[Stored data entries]
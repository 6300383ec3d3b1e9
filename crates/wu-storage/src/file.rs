//! JSON-file storage backend.
//!
//! Persists the whole store as one JSON object of string values. Every
//! mutation rewrites the file through a temporary sibling and a rename, so a
//! crash mid-write leaves the previous contents intact.

use std::collections::BTreeMap;
use std::path::{Path, PathBuf};
use std::sync::Arc;

use tokio::sync::RwLock;
use tracing::debug;

use crate::{StorageError, WebStorage};

/// A storage backend persisted to a single JSON file.
#[derive(Debug, Clone)]
pub struct JsonFileStorage {
    path: PathBuf,
    data: Arc<RwLock<BTreeMap<String, String>>>,
}

impl JsonFileStorage {
    /// Open (or lazily create) the store at `path`.
    ///
    /// A missing file is an empty store; the file is created on first write.
    ///
    /// # Errors
    ///
    /// Returns [`StorageError::Open`] if the file exists but cannot be read,
    /// or [`StorageError::Corrupt`] if it is not a JSON object of strings.
    pub async fn open(path: impl AsRef<Path>) -> Result<Self, StorageError> {
        let path = path.as_ref().to_path_buf();
        let data = match tokio::fs::read_to_string(&path).await {
            Ok(text) if text.trim().is_empty() => BTreeMap::new(),
            Ok(text) => parse_document(&path, &text)?,
            Err(e) if e.kind() == std::io::ErrorKind::NotFound => BTreeMap::new(),
            Err(e) => {
                return Err(StorageError::Open {
                    path: path.display().to_string(),
                    reason: e.to_string(),
                });
            }
        };
        debug!(path = %path.display(), entries = data.len(), "opened file storage");
        Ok(Self {
            path,
            data: Arc::new(RwLock::new(data)),
        })
    }

    /// Path of the backing file.
    #[must_use]
    pub fn path(&self) -> &Path {
        &self.path
    }

    async fn flush(&self, data: &BTreeMap<String, String>, key: &str) -> Result<(), StorageError> {
        let write_err = |reason: String| StorageError::Write {
            key: key.to_owned(),
            reason,
        };
        let text = serde_json::to_string_pretty(data).map_err(|e| write_err(e.to_string()))?;
        if let Some(parent) = self.path.parent().filter(|p| !p.as_os_str().is_empty()) {
            tokio::fs::create_dir_all(parent)
                .await
                .map_err(|e| write_err(e.to_string()))?;
        }
        let tmp = self.path.with_extension("tmp");
        tokio::fs::write(&tmp, text)
            .await
            .map_err(|e| write_err(e.to_string()))?;
        tokio::fs::rename(&tmp, &self.path)
            .await
            .map_err(|e| write_err(e.to_string()))
    }
}

fn parse_document(path: &Path, text: &str) -> Result<BTreeMap<String, String>, StorageError> {
    serde_json::from_str(text).map_err(|e| StorageError::Corrupt {
        path: path.display().to_string(),
        reason: e.to_string(),
    })
}

#[async_trait::async_trait]
impl WebStorage for JsonFileStorage {
    async fn get(&self, key: &str) -> Result<Option<String>, StorageError> {
        let data = self.data.read().await;
        Ok(data.get(key).cloned())
    }

    // Mutations are staged on a copy and only committed once the file is
    // written, so memory never gets ahead of disk.
    async fn set(&self, key: &str, value: &str) -> Result<(), StorageError> {
        let mut data = self.data.write().await;
        let mut staged = data.clone();
        staged.insert(key.to_owned(), value.to_owned());
        self.flush(&staged, key).await?;
        *data = staged;
        Ok(())
    }

    async fn remove(&self, key: &str) -> Result<(), StorageError> {
        let mut data = self.data.write().await;
        if !data.contains_key(key) {
            return Ok(());
        }
        let mut staged = data.clone();
        staged.remove(key);
        self.flush(&staged, key).await.map_err(|e| StorageError::Remove {
            key: key.to_owned(),
            reason: e.to_string(),
        })?;
        *data = staged;
        Ok(())
    }

    async fn keys(&self) -> Result<Vec<String>, StorageError> {
        let data = self.data.read().await;
        Ok(data.keys().cloned().collect())
    }
}

#[cfg(test)]
#[allow(clippy::unwrap_used)]
mod tests {
    use super::*;

    #[tokio::test]
    async fn missing_file_is_empty_store() {
        let dir = tempfile::tempdir().unwrap();
        let storage = JsonFileStorage::open(dir.path().join("local.json"))
            .await
            .unwrap();
        assert!(storage.keys().await.unwrap().is_empty());
    }

    #[tokio::test]
    async fn writes_survive_reopen() {
        let dir = tempfile::tempdir().unwrap();
        let path = dir.path().join("nested").join("local.json");

        let storage = JsonFileStorage::open(&path).await.unwrap();
        storage.set("wu:user-summary", "{\"a\":1}").await.unwrap();
        storage.set("other", "x").await.unwrap();
        storage.remove("other").await.unwrap();

        let reopened = JsonFileStorage::open(&path).await.unwrap();
        assert_eq!(
            reopened.get("wu:user-summary").await.unwrap(),
            Some("{\"a\":1}".to_owned())
        );
        assert_eq!(reopened.get("other").await.unwrap(), None);
    }

    #[tokio::test]
    async fn failed_write_leaves_store_unchanged() {
        let dir = tempfile::tempdir().unwrap();
        let path = dir.path().join("state").join("local.json");
        let storage = JsonFileStorage::open(&path).await.unwrap();
        storage.set("kept", "1").await.unwrap();

        // Replace the parent directory with a plain file so writes fail.
        std::fs::remove_dir_all(dir.path().join("state")).unwrap();
        std::fs::write(dir.path().join("state"), "not a directory").unwrap();

        let result = storage.set("lost", "2").await;
        assert!(matches!(result, Err(StorageError::Write { .. })));
        assert_eq!(storage.get("lost").await.unwrap(), None);

        let result = storage.remove("kept").await;
        assert!(matches!(result, Err(StorageError::Remove { .. })));
        assert_eq!(storage.get("kept").await.unwrap(), Some("1".to_owned()));
        assert_eq!(storage.keys().await.unwrap(), vec!["kept".to_owned()]);
    }

    #[tokio::test]
    async fn corrupt_file_is_rejected() {
        let dir = tempfile::tempdir().unwrap();
        let path = dir.path().join("local.json");
        std::fs::write(&path, "[1, 2, 3]").unwrap();

        let result = JsonFileStorage::open(&path).await;
        assert!(matches!(result, Err(StorageError::Corrupt { .. })));
    }
}
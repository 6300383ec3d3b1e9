//! The identity-provider seam.
//!
//! The client layer consumes exactly one operation from the identity
//! provider: "fetch the current session". Everything else (sign-in, refresh,
//! sign-out) belongs to the provider's own SDK and stays outside this crate.

use crate::error::SessionError;

/// Tokens returned by the identity provider for the current session.
#[derive(Debug, Clone, Default, PartialEq, Eq)]
pub struct SessionTokens {
    /// Signed ID token carrying `sub`, `cognito:groups` and custom claims.
    pub id_token: Option<String>,
    /// Access token, used as bearer only when no ID token is present.
    pub access_token: Option<String>,
}

impl SessionTokens {
    /// Session with only an ID token.
    #[must_use]
    pub fn with_id_token(token: impl Into<String>) -> Self {
        Self {
            id_token: Some(token.into()),
            access_token: None,
        }
    }

    /// The token to send as `Authorization: Bearer`, if any.
    #[must_use]
    pub fn bearer(&self) -> Option<&str> {
        self.id_token
            .as_deref()
            .or(self.access_token.as_deref())
            .filter(|t| !t.is_empty())
    }
}

/// Source of the current session.
///
/// Implementations must be cheap to call repeatedly; the resolver asks for
/// the session on every auth query instead of caching it.
#[async_trait::async_trait]
pub trait SessionProvider: Send + Sync + 'static {
    /// Fetch the current session. A signed-out user is `Ok` with no tokens.
    ///
    /// # Errors
    ///
    /// Returns [`SessionError`] if the provider cannot produce a session.
    async fn fetch_session(&self) -> Result<SessionTokens, SessionError>;
}

/// A provider with a fixed session, e.g. a token passed on the command line.
#[derive(Debug, Clone, Default)]
pub struct StaticSession {
    tokens: SessionTokens,
}

impl StaticSession {
    /// A provider that always returns `tokens`.
    #[must_use]
    pub fn new(tokens: SessionTokens) -> Self {
        Self { tokens }
    }

    /// A provider for a signed-in user holding `id_token`, or a signed-out
    /// one when `None`.
    #[must_use]
    pub fn from_id_token(id_token: Option<String>) -> Self {
        Self::new(SessionTokens {
            id_token,
            access_token: None,
        })
    }

    /// A provider that always reports a signed-out session.
    #[must_use]
    pub fn signed_out() -> Self {
        Self::default()
    }
}

#[async_trait::async_trait]
impl SessionProvider for StaticSession {
    async fn fetch_session(&self) -> Result<SessionTokens, SessionError> {
        Ok(self.tokens.clone())
    }
}
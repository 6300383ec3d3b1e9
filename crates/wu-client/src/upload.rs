//! Presigned uploads straight to object storage.
//!
//! The file never passes through the backend: the backend signs a
//! short-lived `PUT` URL and the client sends the bytes there itself. The
//! bearer token is deliberately not forwarded to the storage host.

use reqwest::header::CONTENT_TYPE;
use tracing::{error, info};

use crate::ApiClient;
use crate::error::ApiError;
use crate::types::UploadOptions;

const SSE_HEADER: &str = "x-amz-server-side-encryption";

impl ApiClient {
    /// Upload `bytes` under `key`: presign, then `PUT` to the returned URL.
    ///
    /// Returns the object key the backend assigned (the requested key when
    /// the presign response does not echo one).
    ///
    /// # Errors
    ///
    /// Returns any presign error, or `ApiError::Upload` with the storage
    /// endpoint's status and body when the `PUT` is rejected.
    pub async fn upload(
        &self,
        key: &str,
        content_type: &str,
        bytes: Vec<u8>,
        options: UploadOptions,
    ) -> Result<String, ApiError> {
        let target = self.presign(key, content_type).await?;
        let size = bytes.len();

        let mut req = self
            .http()
            .put(&target.url)
            .header(CONTENT_TYPE, content_type)
            .body(bytes);
        if options.server_side_encryption {
            req = req.header(SSE_HEADER, "AES256");
        }

        let resp = req.send().await?;
        let status = resp.status();
        if !status.is_success() {
            let body = resp.text().await.unwrap_or_default();
            error!(status = status.as_u16(), key = %key, "presigned upload rejected");
            return Err(ApiError::Upload {
                status: status.as_u16(),
                body,
            });
        }

        let stored = target.key.unwrap_or_else(|| key.to_owned());
        info!(key = %stored, bytes = size, "upload complete");
        Ok(stored)
    }
}
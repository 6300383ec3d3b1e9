//! Role-gated visibility.
//!
//! Markup contract:
//!
//! - `data-auth="in"`: visible only when signed in
//! - `data-auth="out"`: visible only when signed out
//! - `data-requires="promoter,wrestler"`: visible only when signed in with
//!   one of the listed roles (names are prefix-matched like role claims, so
//!   `Promoters` works too)
//!
//! The document root additionally receives `data-signed-in` and `data-role`
//! so stylesheets can key off the state. Applying the same state twice is a
//! no-op. Elements inserted after a pass are not gated until the next one.

use tracing::debug;

use crate::auth::{AuthResolver, AuthState, Role};
use crate::dom::Document;

/// Root attribute reflecting sign-in state (`"true"` / `"false"`).
pub const SIGNED_IN_ATTR: &str = "data-signed-in";
/// Root attribute listing held roles, space-separated.
pub const ROLE_ATTR: &str = "data-role";

/// What a gating pass did.
#[derive(Debug, Clone, Copy, Default, PartialEq, Eq)]
pub struct GatingReport {
    /// Marked elements left visible.
    pub shown: usize,
    /// Marked elements hidden.
    pub hidden: usize,
}

/// Apply `state` to every marked element in `doc`.
pub fn apply_role_gated_ui(doc: &mut Document, state: &AuthState) -> GatingReport {
    if let Some(root) = doc.document_element() {
        doc.set_attr(root, SIGNED_IN_ATTR, if state.signed_in() { "true" } else { "false" });
        let roles = state
            .roles()
            .iter()
            .map(|r| r.as_str())
            .collect::<Vec<_>>()
            .join(" ");
        doc.set_attr(root, ROLE_ATTR, &roles);
    }

    let mut report = GatingReport::default();
    let marked: Vec<_> = doc
        .descendants(doc.root())
        .into_iter()
        .filter(|&id| doc.has_attr(id, "data-auth") || doc.has_attr(id, "data-requires"))
        .collect();

    for id in marked {
        let auth_ok = match doc.attr(id, "data-auth").map(str::trim) {
            Some(v) if v.eq_ignore_ascii_case("in") => state.signed_in(),
            Some(v) if v.eq_ignore_ascii_case("out") => !state.signed_in(),
            Some(other) => {
                debug!(value = other, "ignoring unknown data-auth value");
                true
            }
            None => true,
        };
        let role_ok = doc
            .attr(id, "data-requires")
            .is_none_or(|list| requirement_met(list, state));

        let visible = auth_ok && role_ok;
        doc.set_hidden(id, !visible);
        if visible {
            report.shown += 1;
        } else {
            report.hidden += 1;
        }
    }

    debug!(shown = report.shown, hidden = report.hidden, "role gating applied");
    report
}

/// Whether `state` satisfies a `data-requires` role list.
fn requirement_met(list: &str, state: &AuthState) -> bool {
    state.signed_in()
        && list
            .split(|c: char| c == ',' || c.is_whitespace())
            .filter_map(Role::from_claim)
            .any(|r| state.has_role(r))
}

/// Resolve-then-apply convenience over an [`AuthResolver`].
#[derive(Debug, Clone)]
pub struct RoleGate {
    resolver: AuthResolver,
}

impl RoleGate {
    /// Gate driven by `resolver`.
    #[must_use]
    pub fn new(resolver: AuthResolver) -> Self {
        Self { resolver }
    }

    /// Resolve the current auth state, apply it, and return it.
    pub async fn apply(&self, doc: &mut Document) -> AuthState {
        let state = self.resolver.get_auth_state().await;
        apply_role_gated_ui(doc, &state);
        state
    }
}

#[cfg(test)]
#[allow(clippy::unwrap_used)]
mod tests {
    use std::sync::Arc;

    use serde_json::json;
    use wu_client::StaticSession;

    use super::*;
    use crate::auth::test_token;

    const PAGE: &str = r#"<html><body>
<a id="login" data-auth="out" href="/login.html">Log in</a>
<a id="logout" data-auth="in" href="/logout">Log out</a>
<section id="promo" data-requires="promoter">Post a tryout</section>
<section id="either" data-requires="Promoters, wrestler">Messages</section>
<section id="wrestler-only" data-auth="in" data-requires="wrestler">Apply</section>
<p id="plain">Always</p>
</body></html>"#;

    fn visible(doc: &Document, id: &str) -> bool {
        !doc.is_hidden(doc.get_element_by_id(id).unwrap())
    }

    fn promoter() -> AuthState {
        AuthState::from_token(&test_token(&json!({ "sub": "p1", "cognito:groups": ["Promoters"] })))
    }

    #[test]
    fn signed_out_shows_only_signed_out_markers() {
        let mut doc = Document::parse(PAGE);
        let report = apply_role_gated_ui(&mut doc, &AuthState::signed_out());

        assert!(visible(&doc, "login"));
        assert!(!visible(&doc, "logout"));
        assert!(!visible(&doc, "promo"));
        assert!(!visible(&doc, "either"));
        assert!(!visible(&doc, "wrestler-only"));
        assert!(visible(&doc, "plain"));
        assert_eq!(report, GatingReport { shown: 1, hidden: 4 });

        let root = doc.document_element().unwrap();
        assert_eq!(doc.attr(root, SIGNED_IN_ATTR), Some("false"));
        assert_eq!(doc.attr(root, ROLE_ATTR), Some(""));
    }

    #[test]
    fn promoter_sees_promoter_sections() {
        let mut doc = Document::parse(PAGE);
        apply_role_gated_ui(&mut doc, &promoter());

        assert!(!visible(&doc, "login"));
        assert!(visible(&doc, "logout"));
        assert!(visible(&doc, "promo"));
        assert!(visible(&doc, "either"));
        assert!(!visible(&doc, "wrestler-only"));

        let root = doc.document_element().unwrap();
        assert_eq!(doc.attr(root, SIGNED_IN_ATTR), Some("true"));
        assert_eq!(doc.attr(root, ROLE_ATTR), Some("promoter"));
    }

    #[test]
    fn applying_twice_is_idempotent() {
        let state = promoter();
        let mut once = Document::parse(PAGE);
        apply_role_gated_ui(&mut once, &state);

        let mut twice = Document::parse(PAGE);
        apply_role_gated_ui(&mut twice, &state);
        let second = apply_role_gated_ui(&mut twice, &state);

        assert_eq!(once.to_html(), twice.to_html());
        assert_eq!(second, GatingReport { shown: 3, hidden: 2 });
    }

    #[test]
    fn state_change_unhides_previously_hidden() {
        let mut doc = Document::parse(PAGE);
        apply_role_gated_ui(&mut doc, &promoter());
        assert!(!visible(&doc, "login"));
        apply_role_gated_ui(&mut doc, &AuthState::signed_out());
        assert!(visible(&doc, "login"));
        assert!(!visible(&doc, "promo"));
    }

    #[test]
    fn late_elements_need_a_second_pass() {
        let mut doc = Document::parse(PAGE);
        let state = promoter();
        apply_role_gated_ui(&mut doc, &state);

        let body = doc.body().unwrap();
        let late = doc.parse_fragment(r#"<div id="late" data-auth="out">Sign up</div>"#);
        doc.append_child(body, late[0]);
        assert!(visible(&doc, "late"));

        apply_role_gated_ui(&mut doc, &state);
        assert!(!visible(&doc, "late"));
    }

    #[tokio::test]
    async fn role_gate_resolves_and_returns_state() {
        let token = test_token(&json!({ "sub": "w1", "custom:role": "wrestler" }));
        let gate = RoleGate::new(AuthResolver::new(Arc::new(StaticSession::from_id_token(Some(
            token,
        )))));
        let mut doc = Document::parse(PAGE);
        let state = gate.apply(&mut doc).await;

        assert_eq!(state.role(), Some(Role::Wrestler));
        assert!(visible(&doc, "wrestler-only"));
        assert!(!visible(&doc, "promo"));
    }
}
//! Request plumbing and typed endpoints.

use std::sync::Arc;

use reqwest::header::{AUTHORIZATION, CONTENT_TYPE};
use reqwest::{Method, StatusCode};
use serde::de::DeserializeOwned;
use serde_json::Value;
use tracing::{debug, warn};

use crate::error::ApiError;
use crate::session::SessionProvider;
use crate::types::{Application, PresignedTarget, PromoterProfile, Tryout, WrestlerProfile};
use crate::{ApiClient, ApiConfig, DEFAULT_TIMEOUT, Payload, USER_AGENT};

impl ApiClient {
    /// Create a client from explicit configuration.
    ///
    /// # Errors
    ///
    /// Returns `ApiError::Config` if the base URL is empty, or
    /// `ApiError::Network` if the HTTP client cannot be built.
    pub fn new(config: ApiConfig, session: Arc<dyn SessionProvider>) -> Result<Self, ApiError> {
        let base_url = config.base_url.trim().trim_end_matches('/').to_owned();
        if base_url.is_empty() {
            return Err(ApiError::Config(
                "missing API base URL: set WU_API_BASE_URL or the wu-api-base meta tag"
                    .to_owned(),
            ));
        }

        let media_base_url = config
            .media_base_url
            .map(|u| u.trim().trim_end_matches('/').to_owned())
            .filter(|u| !u.is_empty());

        let timeout = if config.timeout.is_zero() {
            DEFAULT_TIMEOUT
        } else {
            config.timeout
        };

        let http = reqwest::Client::builder()
            .timeout(timeout)
            .user_agent(USER_AGENT)
            .build()
            .map_err(ApiError::Network)?;

        Ok(Self {
            base_url,
            media_base_url,
            http,
            session,
        })
    }

    /// Backend base URL, without a trailing slash.
    #[must_use]
    pub fn base_url(&self) -> &str {
        &self.base_url
    }

    /// Public URL for a stored photo key.
    #[must_use]
    pub fn media_url(&self, photo_key: &str) -> Option<String> {
        let key = photo_key.trim_start_matches('/');
        if key.is_empty() {
            return None;
        }
        if key.starts_with("http://") || key.starts_with("https://") {
            return Some(key.to_owned());
        }
        self.media_base_url
            .as_ref()
            .map(|base| format!("{base}/{key}"))
    }

    /// Issue a request against the backend.
    ///
    /// Attaches the session's bearer token when there is one and sends a
    /// non-`None` body as JSON. Returns `None` for 204/205/304 and for empty
    /// bodies, `Payload::Json` for JSON content types, `Payload::Text`
    /// otherwise.
    ///
    /// # Errors
    ///
    /// Returns `ApiError::Status` for any non-success status, carrying the
    /// JSON `message` field or the raw body text.
    pub async fn request(
        &self,
        method: Method,
        path: &str,
        body: Option<&Value>,
    ) -> Result<Option<Payload>, ApiError> {
        let url = self.url(path);
        debug!(method = %method, url = %url, "api request");

        let mut req = self.http.request(method, &url);
        if let Some(token) = self.bearer().await {
            req = req.header(AUTHORIZATION, format!("Bearer {token}"));
        }
        if let Some(b) = body {
            req = req.json(b);
        }

        let resp = req.send().await?;
        read_response(resp).await
    }

    /// `GET` a JSON document and deserialize it.
    ///
    /// # Errors
    ///
    /// Returns `ApiError::UnexpectedBody` if the response is empty or not
    /// JSON, plus any error from [`request`](Self::request).
    pub async fn get_json<T: DeserializeOwned>(&self, path: &str) -> Result<T, ApiError> {
        match self.request(Method::GET, path, None).await? {
            Some(Payload::Json(v)) => Ok(serde_json::from_value(v)?),
            Some(Payload::Text(_)) => Err(ApiError::UnexpectedBody(format!(
                "expected JSON from {path}, got text"
            ))),
            None => Err(ApiError::UnexpectedBody(format!(
                "expected JSON from {path}, got an empty body"
            ))),
        }
    }

    /// `GET` a list endpoint. Accepts a bare array or an `{ "items": [...] }`
    /// envelope.
    ///
    /// # Errors
    ///
    /// Returns `ApiError::UnexpectedBody` if the document is neither shape.
    pub async fn get_list<T: DeserializeOwned>(&self, path: &str) -> Result<Vec<T>, ApiError> {
        let value = match self.request(Method::GET, path, None).await? {
            Some(Payload::Json(v)) => v,
            Some(Payload::Text(_)) => {
                return Err(ApiError::UnexpectedBody(format!(
                    "expected a JSON list from {path}, got text"
                )));
            }
            None => return Ok(Vec::new()),
        };
        let items = match value {
            Value::Array(_) => value,
            Value::Object(mut map) => map.remove("items").ok_or_else(|| {
                ApiError::UnexpectedBody(format!("{path}: object without an items field"))
            })?,
            other => {
                return Err(ApiError::UnexpectedBody(format!(
                    "{path}: expected a list, got {other}"
                )));
            }
        };
        Ok(serde_json::from_value(items)?)
    }

    // --- Tryouts ---

    /// All published tryouts.
    ///
    /// # Errors
    ///
    /// Propagates request and decoding errors.
    pub async fn list_tryouts(&self) -> Result<Vec<Tryout>, ApiError> {
        self.get_list("/tryouts").await
    }

    /// Tryouts owned by the signed-in promoter.
    ///
    /// # Errors
    ///
    /// Propagates request and decoding errors.
    pub async fn my_tryouts(&self) -> Result<Vec<Tryout>, ApiError> {
        self.get_list("/tryouts/mine").await
    }

    /// A single tryout.
    ///
    /// # Errors
    ///
    /// Propagates request and decoding errors (404 as `ApiError::Status`).
    pub async fn get_tryout(&self, id: &str) -> Result<Tryout, ApiError> {
        self.get_json(&format!("/tryouts/{}", urlencoding::encode(id)))
            .await
    }

    /// Applications submitted to one of the promoter's tryouts.
    ///
    /// # Errors
    ///
    /// Propagates request and decoding errors.
    pub async fn list_applications(&self, tryout_id: &str) -> Result<Vec<Application>, ApiError> {
        self.get_list(&format!(
            "/applications?tryoutId={}",
            urlencoding::encode(tryout_id)
        ))
        .await
    }

    // --- Profiles ---

    /// Public wrestler directory.
    ///
    /// # Errors
    ///
    /// Propagates request and decoding errors.
    pub async fn list_wrestlers(&self) -> Result<Vec<WrestlerProfile>, ApiError> {
        self.get_list("/profiles/wrestlers").await
    }

    /// A wrestler's public profile by handle.
    ///
    /// # Errors
    ///
    /// Propagates request and decoding errors (404 as `ApiError::Status`).
    pub async fn get_wrestler(&self, handle: &str) -> Result<WrestlerProfile, ApiError> {
        self.get_json(&format!(
            "/profiles/wrestlers/{}",
            urlencoding::encode(handle)
        ))
        .await
    }

    /// The signed-in wrestler's own profile; `None` if not created yet.
    ///
    /// # Errors
    ///
    /// Propagates request and decoding errors other than 404.
    pub async fn my_wrestler_profile(&self) -> Result<Option<WrestlerProfile>, ApiError> {
        not_found_as_none(self.get_json("/profiles/wrestlers/me").await)
    }

    /// Create or replace the signed-in wrestler's profile.
    ///
    /// # Errors
    ///
    /// Propagates request errors.
    pub async fn save_wrestler_profile(&self, profile: &WrestlerProfile) -> Result<(), ApiError> {
        let body = serde_json::to_value(profile)?;
        self.request(Method::PUT, "/profiles/wrestlers/me", Some(&body))
            .await?;
        Ok(())
    }

    /// Update selected fields of the signed-in wrestler's profile.
    ///
    /// # Errors
    ///
    /// Propagates request errors.
    pub async fn patch_wrestler_profile(&self, fields: &Value) -> Result<(), ApiError> {
        self.request(Method::PATCH, "/profiles/wrestlers/me", Some(fields))
            .await?;
        Ok(())
    }

    /// The signed-in promoter's own profile; `None` if not created yet.
    ///
    /// # Errors
    ///
    /// Propagates request and decoding errors other than 404.
    pub async fn my_promoter_profile(&self) -> Result<Option<PromoterProfile>, ApiError> {
        not_found_as_none(self.get_json("/profiles/promoters/me").await)
    }

    /// Create or replace the signed-in promoter's profile.
    ///
    /// # Errors
    ///
    /// Propagates request errors.
    pub async fn save_promoter_profile(&self, profile: &PromoterProfile) -> Result<(), ApiError> {
        let body = serde_json::to_value(profile)?;
        self.request(Method::PUT, "/profiles/promoters/me", Some(&body))
            .await?;
        Ok(())
    }

    // --- Uploads ---

    /// Ask the backend for a presigned `PUT` target.
    ///
    /// # Errors
    ///
    /// Propagates request and decoding errors.
    pub async fn presign(&self, key: &str, content_type: &str) -> Result<PresignedTarget, ApiError> {
        self.get_json(&format!(
            "/s3/presign?key={}&contentType={}",
            urlencoding::encode(key),
            urlencoding::encode(content_type)
        ))
        .await
    }

    // --- Private ---

    fn url(&self, path: &str) -> String {
        if path.starts_with('/') {
            format!("{}{path}", self.base_url)
        } else {
            format!("{}/{path}", self.base_url)
        }
    }

    pub(crate) fn http(&self) -> &reqwest::Client {
        &self.http
    }

    async fn bearer(&self) -> Option<String> {
        match self.session.fetch_session().await {
            Ok(tokens) => tokens.bearer().map(str::to_owned),
            Err(e) => {
                warn!(error = %e, "session unavailable, sending request unauthenticated");
                None
            }
        }
    }
}

async fn read_response(resp: reqwest::Response) -> Result<Option<Payload>, ApiError> {
    let status = resp.status();

    if matches!(
        status,
        StatusCode::NO_CONTENT | StatusCode::RESET_CONTENT | StatusCode::NOT_MODIFIED
    ) {
        return Ok(None);
    }

    let is_json = resp
        .headers()
        .get(CONTENT_TYPE)
        .and_then(|v| v.to_str().ok())
        .is_some_and(|ct| ct.to_ascii_lowercase().contains("json"));

    let text = resp.text().await?;

    if !status.is_success() {
        return Err(ApiError::Status {
            status: status.as_u16(),
            message: error_message(status, &text),
        });
    }

    if text.trim().is_empty() {
        return Ok(None);
    }
    if is_json {
        return Ok(Some(Payload::Json(serde_json::from_str(&text)?)));
    }
    Ok(Some(Payload::Text(text)))
}

/// Best-effort message: JSON `message` (top level or under `error`), else
/// the raw body, else the canonical reason phrase.
fn error_message(status: StatusCode, body: &str) -> String {
    if let Ok(v) = serde_json::from_str::<Value>(body) {
        let msg = v
            .get("message")
            .or_else(|| v.get("error").and_then(|e| e.get("message")))
            .and_then(Value::as_str);
        if let Some(m) = msg {
            return m.to_owned();
        }
    }
    let trimmed = body.trim();
    if !trimmed.is_empty() {
        return trimmed.to_owned();
    }
    status
        .canonical_reason()
        .map_or_else(|| format!("HTTP {}", status.as_u16()), str::to_owned)
}

fn not_found_as_none<T>(result: Result<T, ApiError>) -> Result<Option<T>, ApiError> {
    match result {
        Ok(v) => Ok(Some(v)),
        Err(e) if e.is_not_found() => Ok(None),
        Err(e) => Err(e),
    }
}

_WORK TO COMPLETE_
Only the lines that contain the string "PromoterProfile" are to be copied from the records.

_COMPLETED TASK_
use crate::types::{Application, PresignedTarget, PromoterProfile, Tryout, WrestlerProfile};
    pub async fn my_promoter_profile(&self) -> Result<Option<PromoterProfile>, ApiError> {
    pub async fn save_promoter_profile(&self, profile: &PromoterProfile) -> Result<(), ApiError> {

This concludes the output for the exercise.